Perhaps you’re in a job where you face the public, we get that you need to look respectable. Make sure the arseless chaps are clean - gotcha. 


But what if you work in a call centre or a warehouse and literally no one sees you? Is there really a need to have explicit rules for what you can and can’t wear? And if someone does wear arseless chaps, clean or not, maybe it’s the hiring policy, not the dress code policy, that needs to be reviewed here. 


What about working from home? With so many people working remotely now, managers need to get a handle on how to lead people without micromanaging and making them feel Big Brother is watching. 


So where is the line between infantilisation and the practicalities of running a business? From our perspective, specific work hours, deadlines and performance evaluations are all pretty normal expectations for a workplace. 

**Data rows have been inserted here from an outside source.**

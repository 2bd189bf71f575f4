//! Declarative task configuration
//!
//! A [`TaskConfig`] describes a task as data (JSON) and turns into a
//! [`TaskBuilder`] through the same validating setters used in code, so a bad
//! value in a file fails exactly like a bad value passed to the builder.
//!
//! ```json
//! {
//!   "batch_size": 12,
//!   "max_retries": 2,
//!   "throttle": 30,
//!   "cache": { "key_prefix": "feeds.", "time_to_live": 3600 },
//!   "options": { "timeout": 10, "fail_on_error": true },
//!   "validators": [ { "kind": "non_empty" }, { "kind": "contains", "needle": "<rss" } ],
//!   "items": [ { "id": 1, "url": "https://example.com/feed.xml" } ]
//! }
//! ```

use serde::{Deserialize, Serialize};
use std::path::Path;
use std::sync::Arc;
use std::time::Duration;

use crate::error::Result;
use crate::task::{TaskBuilder, Validator};
use crate::types::TransportOptions;
use crate::validators;

/// Cache section of a [`TaskConfig`]
#[derive(Clone, Debug, PartialEq, Serialize, Deserialize)]
pub struct CacheConfig {
    /// Prefix prepended to item ids to form cache keys
    pub key_prefix: String,

    /// Lifetime of successful entries, in seconds
    #[serde(with = "duration_serde")]
    pub time_to_live: Duration,
}

/// One item to fetch
#[derive(Clone, Debug, PartialEq, Serialize, Deserialize)]
pub struct ItemConfig {
    /// Item id; must be an integer or a string
    pub id: serde_json::Value,
    /// URL to fetch
    pub url: String,
}

/// Built-in validator selectable from configuration
#[derive(Clone, Debug, PartialEq, Serialize, Deserialize)]
#[serde(tag = "kind", rename_all = "snake_case")]
pub enum ValidatorConfig {
    /// Body must not be empty
    NonEmpty,
    /// Body must contain `needle`
    Contains {
        /// Substring to look for
        needle: String,
    },
    /// Body must match `pattern`
    Matches {
        /// Regular expression
        pattern: String,
    },
    /// Body must parse as JSON
    Json,
}

impl ValidatorConfig {
    fn into_validator(self) -> Result<Validator> {
        let validator: Validator = match self {
            ValidatorConfig::NonEmpty => Arc::new(validators::non_empty()),
            ValidatorConfig::Contains { needle } => Arc::new(validators::contains(needle)),
            ValidatorConfig::Matches { pattern } => Arc::new(validators::matches(&pattern)?),
            ValidatorConfig::Json => Arc::new(validators::json()),
        };
        Ok(validator)
    }
}

/// Task described as data
#[derive(Clone, Debug, PartialEq, Serialize, Deserialize)]
pub struct TaskConfig {
    /// Maximum concurrent requests per round (default: 1)
    #[serde(default = "default_batch_size")]
    pub batch_size: usize,

    /// Total attempts per item (default: 1)
    #[serde(default = "default_max_retries")]
    pub max_retries: u32,

    /// Poison marker lifetime in seconds (default: 0)
    #[serde(default)]
    pub throttle: i64,

    /// Caching; disabled when absent
    #[serde(default)]
    pub cache: Option<CacheConfig>,

    /// Transport options
    #[serde(default)]
    pub options: TransportOptions,

    /// Validators, applied in order
    #[serde(default)]
    pub validators: Vec<ValidatorConfig>,

    /// Items to fetch
    #[serde(default)]
    pub items: Vec<ItemConfig>,
}

impl Default for TaskConfig {
    fn default() -> Self {
        Self {
            batch_size: default_batch_size(),
            max_retries: default_max_retries(),
            throttle: 0,
            cache: None,
            options: TransportOptions::new(),
            validators: Vec::new(),
            items: Vec::new(),
        }
    }
}

impl TaskConfig {
    /// Parse a configuration from JSON text
    pub fn from_json(text: &str) -> Result<Self> {
        Ok(serde_json::from_str(text)?)
    }

    /// Read and parse a JSON configuration file
    pub async fn load(path: &Path) -> Result<Self> {
        let text = tokio::fs::read_to_string(path).await?;
        let config = Self::from_json(&text)?;
        tracing::debug!(
            path = %path.display(),
            items = config.items.len(),
            "Loaded task configuration"
        );
        Ok(config)
    }

    /// Replay the configuration through a [`TaskBuilder`]
    pub fn into_builder(self) -> Result<TaskBuilder> {
        let mut builder = TaskBuilder::default();
        builder
            .batch(self.batch_size)?
            .retry(self.max_retries)?
            .throttle(self.throttle)?
            .options(self.options);

        if let Some(cache) = self.cache {
            builder.cache(cache.key_prefix, cache.time_to_live.as_secs());
        }
        for validator in self.validators {
            builder.push_validator(validator.into_validator()?);
        }
        for item in self.items {
            builder.try_add(item.id, item.url)?;
        }

        Ok(builder)
    }
}

fn default_batch_size() -> usize {
    1
}

fn default_max_retries() -> u32 {
    1
}

mod duration_serde {
    use serde::{Deserialize, Deserializer, Serializer};
    use std::time::Duration;

    pub fn serialize<S>(duration: &Duration, serializer: S) -> Result<S::Ok, S::Error>
    where
        S: Serializer,
    {
        serializer.serialize_u64(duration.as_secs())
    }

    pub fn deserialize<'de, D>(deserializer: D) -> Result<Duration, D::Error>
    where
        D: Deserializer<'de>,
    {
        let secs = u64::deserialize(deserializer)?;
        Ok(Duration::from_secs(secs))
    }
}
//! Error types for fetch-dl
//!
//! Only configuration misuse and run-level failures surface as errors. Per-item
//! network and validation failures are absorbed by the engine and end up as
//! [`FetchResult::Failed`](crate::FetchResult::Failed) or
//! [`FetchResult::Skipped`](crate::FetchResult::Skipped).

use thiserror::Error;

/// Result type alias for fetch-dl operations
pub type Result<T> = std::result::Result<T, Error>;

/// Main error type for fetch-dl
#[derive(Debug, Error)]
pub enum Error {
    /// Builder or configuration misuse, raised at the offending call
    #[error("invalid configuration: {message}")]
    InvalidConfiguration {
        /// Human-readable description of the problem
        message: String,
        /// The setting that was rejected (e.g., "batch_size")
        key: Option<String>,
    },

    /// Cache prefix or TTL read from a task built without `cache(...)`
    #[error("cache parameters not set")]
    MissingCacheConfiguration,

    /// The transport could not set up its concurrent dispatch context.
    ///
    /// Fatal for the whole `execute` call.
    #[error("transport initialization failed: {0}")]
    TransportInit(String),

    /// Content read from a result that is not successful
    #[error("trying to read empty content")]
    EmptyContent,

    /// Cache store failure
    #[error("cache error: {0}")]
    Cache(#[from] CacheError),

    /// I/O error
    #[error("I/O error: {0}")]
    Io(#[from] std::io::Error),

    /// Serialization error
    #[error("serialization error: {0}")]
    Serialization(#[from] serde_json::Error),
}

impl Error {
    /// Shorthand for an [`Error::InvalidConfiguration`] tied to a setting
    pub fn invalid(key: &str, message: impl Into<String>) -> Self {
        Error::InvalidConfiguration {
            message: message.into(),
            key: Some(key.to_string()),
        }
    }

    /// Machine-readable error code, stable across message wording changes
    pub fn code(&self) -> &'static str {
        match self {
            Error::InvalidConfiguration { .. } => "invalid_configuration",
            Error::MissingCacheConfiguration => "missing_cache_configuration",
            Error::TransportInit(_) => "transport_init_failed",
            Error::EmptyContent => "empty_content_access",
            Error::Cache(_) => "cache_error",
            Error::Io(_) => "io_error",
            Error::Serialization(_) => "serialization_error",
        }
    }
}

/// Cache backend errors
#[derive(Debug, Error)]
pub enum CacheError {
    /// Failed to open or connect to the backing store
    #[error("failed to connect to cache store: {0}")]
    ConnectionFailed(String),

    /// Failed to create the cache schema
    #[error("failed to prepare cache schema: {0}")]
    MigrationFailed(String),

    /// Read or write failed
    #[error("cache query failed: {0}")]
    QueryFailed(String),
}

While finding concrete data to prove the prevalence of infantilisation is inherently tricky, anecdotes and potential symptoms abound. However, is this simply an outcry against annoying workplace policies, or a sign of an actual, prevalent issue? We’re trying to differentiate genuine infantilisation from the simple need for standard procedures and rules within an organisation. 


And assuming there is an element of truth to these claims of workplace infantilisation, what’s causing it? Perhaps in an increasingly litigious society, it's all about risk aversion. Avoid all potential lawsuits by laying out explicit rules for everything, and inadvertently treating everyone like an idiot.


While debate might continue on the prevalence and severity of workplace infantilisation, we think the key is striking a balance between maintaining professionalism in the workplace and still respecting the autonomy and maturity of the employees. 


At the end of the day, employees perform best when they're treated as adults who are capable of understanding context. Take Rod for example. He’s an HR nightmare, but he only ever makes those crude and tasteless jokes out of earshot of context-impaired narcs!